The purchase price represents a premium of nearly 40% over SPX
FLOW's closing stock price on July 16,
2021, the last trading day prior to the publication of an
article in the July 19, 2021, edition
of The Wall Street Journal stating that the Company
received an unsolicited purchase offer.
"We are pleased to have reached this agreement with Lone Star, which is the result of a
comprehensive review of alternatives, including a robust sale
process, conducted by our Board in consultation with independent
advisors," said Robert F. Hull, Jr.,
Chairman of the SPX FLOW Board of Directors. "As part of the
process, SPX FLOW held discussions with multiple strategic and
financial parties and evaluated the transaction against the
Company's standalone prospects, performance and outlook. We
believe this transaction is the right path forward and achieves our
goal of maximizing value for SPX FLOW shareholders."

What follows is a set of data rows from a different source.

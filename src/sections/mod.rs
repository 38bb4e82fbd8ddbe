//! Password evaluation sections
//!
//! Each section decides a fixed subset of the criteria.

mod blacklist;
mod length;
mod pattern;
mod variety;

pub use blacklist::blacklist_section;
pub use length::length_section;
pub use pattern::pattern_analysis_section;
pub use variety::{SPECIAL_CHARACTERS, character_variety_section};

use crate::types::Criterion;

/// Criteria decided by one section, with their pass/fail outcome.
pub type SectionResult = Vec<(Criterion, bool)>;
//! Common-password registry
//!
//! A bundled list of frequently used and breached passwords is always active.
//! Deployments may extend it with an external file. Matching is
//! case-insensitive: entries and candidates are trimmed and lowercased.

use std::collections::HashSet;
use std::path::{Path, PathBuf};
use std::sync::{LazyLock, RwLock};
use thiserror::Error;

pub const BLACKLIST_PATH_ENV: &str = "PWD_BLACKLIST_PATH";

static BUNDLED_PASSWORDS: LazyLock<HashSet<String>> =
    LazyLock::new(|| normalize_lines(include_str!("../assets/common-passwords.txt")));

static LOADED_PASSWORDS: RwLock<Option<HashSet<String>>> = RwLock::new(None);

#[derive(Error, Debug)]
pub enum BlacklistError {
    #[error("Blacklist file not found: {0}")]
    FileNotFound(PathBuf),
    #[error("Failed to read blacklist file: {0}")]
    ReadError(#[from] std::io::Error),
    #[error("Blacklist file is empty")]
    EmptyFile,
}

fn normalize_lines(content: &str) -> HashSet<String> {
    content
        .lines()
        .map(|l| l.trim().to_lowercase())
        .filter(|l| !l.is_empty())
        .collect()
}

/// Returns the extra blacklist file configured through `PWD_BLACKLIST_PATH`.
pub fn get_blacklist_path() -> Option<PathBuf> {
    std::env::var(BLACKLIST_PATH_ENV).ok().map(PathBuf::from)
}

/// Extends the bundled list with the file named by `PWD_BLACKLIST_PATH`.
///
/// Returns the number of entries loaded from the file, or `0` when the
/// variable is not set (the bundled list alone stays active).
///
/// # Errors
///
/// Returns error if:
/// - File does not exist
/// - File cannot be read
/// - File is empty
pub fn init_blacklist() -> Result<usize, BlacklistError> {
    match get_blacklist_path() {
        Some(path) => init_blacklist_from_path(path),
        None => Ok(0),
    }
}

/// Extends the bundled list with the entries of `path`.
///
/// Idempotent: once a file has been loaded, later calls return the size of
/// the already loaded set without touching the filesystem.
pub fn init_blacklist_from_path<P: AsRef<Path>>(path: P) -> Result<usize, BlacklistError> {
    {
        let guard = LOADED_PASSWORDS.read().unwrap_or_else(|e| e.into_inner());
        if let Some(loaded) = guard.as_ref() {
            return Ok(loaded.len());
        }
    }

    let path = path.as_ref();

    if !path.exists() {
        #[cfg(feature = "tracing")]
        tracing::error!(path = %path.display(), "Blacklist initialization failed: file not found");
        return Err(BlacklistError::FileNotFound(path.to_path_buf()));
    }

    let content = std::fs::read_to_string(path)?;

    if content.trim().is_empty() {
        #[cfg(feature = "tracing")]
        tracing::error!(path = %path.display(), "Blacklist initialization failed: empty file");
        return Err(BlacklistError::EmptyFile);
    }

    let set = normalize_lines(&content);
    let count = set.len();
    {
        let mut guard = LOADED_PASSWORDS.write().unwrap_or_else(|e| e.into_inner());
        *guard = Some(set);
    }

    #[cfg(feature = "tracing")]
    tracing::info!(count, path = %path.display(), "Blacklist extended");

    Ok(count)
}

/// Returns a snapshot of the effective list (bundled plus loaded entries).
pub fn get_blacklist() -> HashSet<String> {
    let mut set = BUNDLED_PASSWORDS.clone();
    let guard = LOADED_PASSWORDS.read().unwrap_or_else(|e| e.into_inner());
    if let Some(loaded) = guard.as_ref() {
        set.extend(loaded.iter().cloned());
    }
    set
}

/// Checks if a password is on the effective list (case-insensitive).
pub fn is_blacklisted(password: &str) -> bool {
    let candidate = password.trim().to_lowercase();
    if candidate.is_empty() {
        return false;
    }
    if BUNDLED_PASSWORDS.contains(&candidate) {
        return true;
    }
    let guard = LOADED_PASSWORDS.read().unwrap_or_else(|e| e.into_inner());
    guard
        .as_ref()
        .map(|bl| bl.contains(&candidate))
        .unwrap_or(false)
}

/// Drops the loaded entries for testing purposes. The bundled list stays.
#[cfg(test)]
pub fn reset_blacklist_for_testing() {
    let mut guard = LOADED_PASSWORDS.write().unwrap_or_else(|e| e.into_inner());
    *guard = None;
}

"SPX FLOW has transformed its business and made important
progress executing against our strategic plans, and we believe this
transaction with Lone Star is an
exciting culmination of those efforts for our shareholders," said
Marc Michael, SPX FLOW President and
CEO. "In Lone Star, we have a partner that brings additional
perspective and expertise to support the continued implementation
of our strategic initiatives as we deliver reliable outcomes for
customers and provide them the high-quality products and services
they expect from us. This transaction is a testament to the
achievements of our employees, and I would like to thank them for
all they do to make SPX FLOW the premier process solutions company.
We look forward to working with Lone
Star to complete the transaction and delivering significant,
immediate and certain value to our shareholders."
"We are excited about the opportunity to partner with SPX FLOW,"
said Donald Quintin, President, Lone
Star Opportunity Funds. "This acquisition is consistent with
Lone Star's strategy to invest in
businesses with substantial runway for growth. We have great
respect for SPX FLOW's talented employees and their commitment to
innovation and serving customers. We look forward to working with
Marc and the entire team to help advance SPX FLOW's strategy and
capture the opportunities ahead."
Transaction Details
The transaction was unanimously approved by the SPX FLOW Board
of Directors and is expected to close in H1 2022, subject to
receipt of certain regulatory approvals, including expiration or
termination of the applicable waiting period under the
Hart-Scott-Rodino Antitrust Improvements Act, as well as SPX FLOW
shareholder approval and other customary closing conditions. The
transaction is not subject to a financing condition.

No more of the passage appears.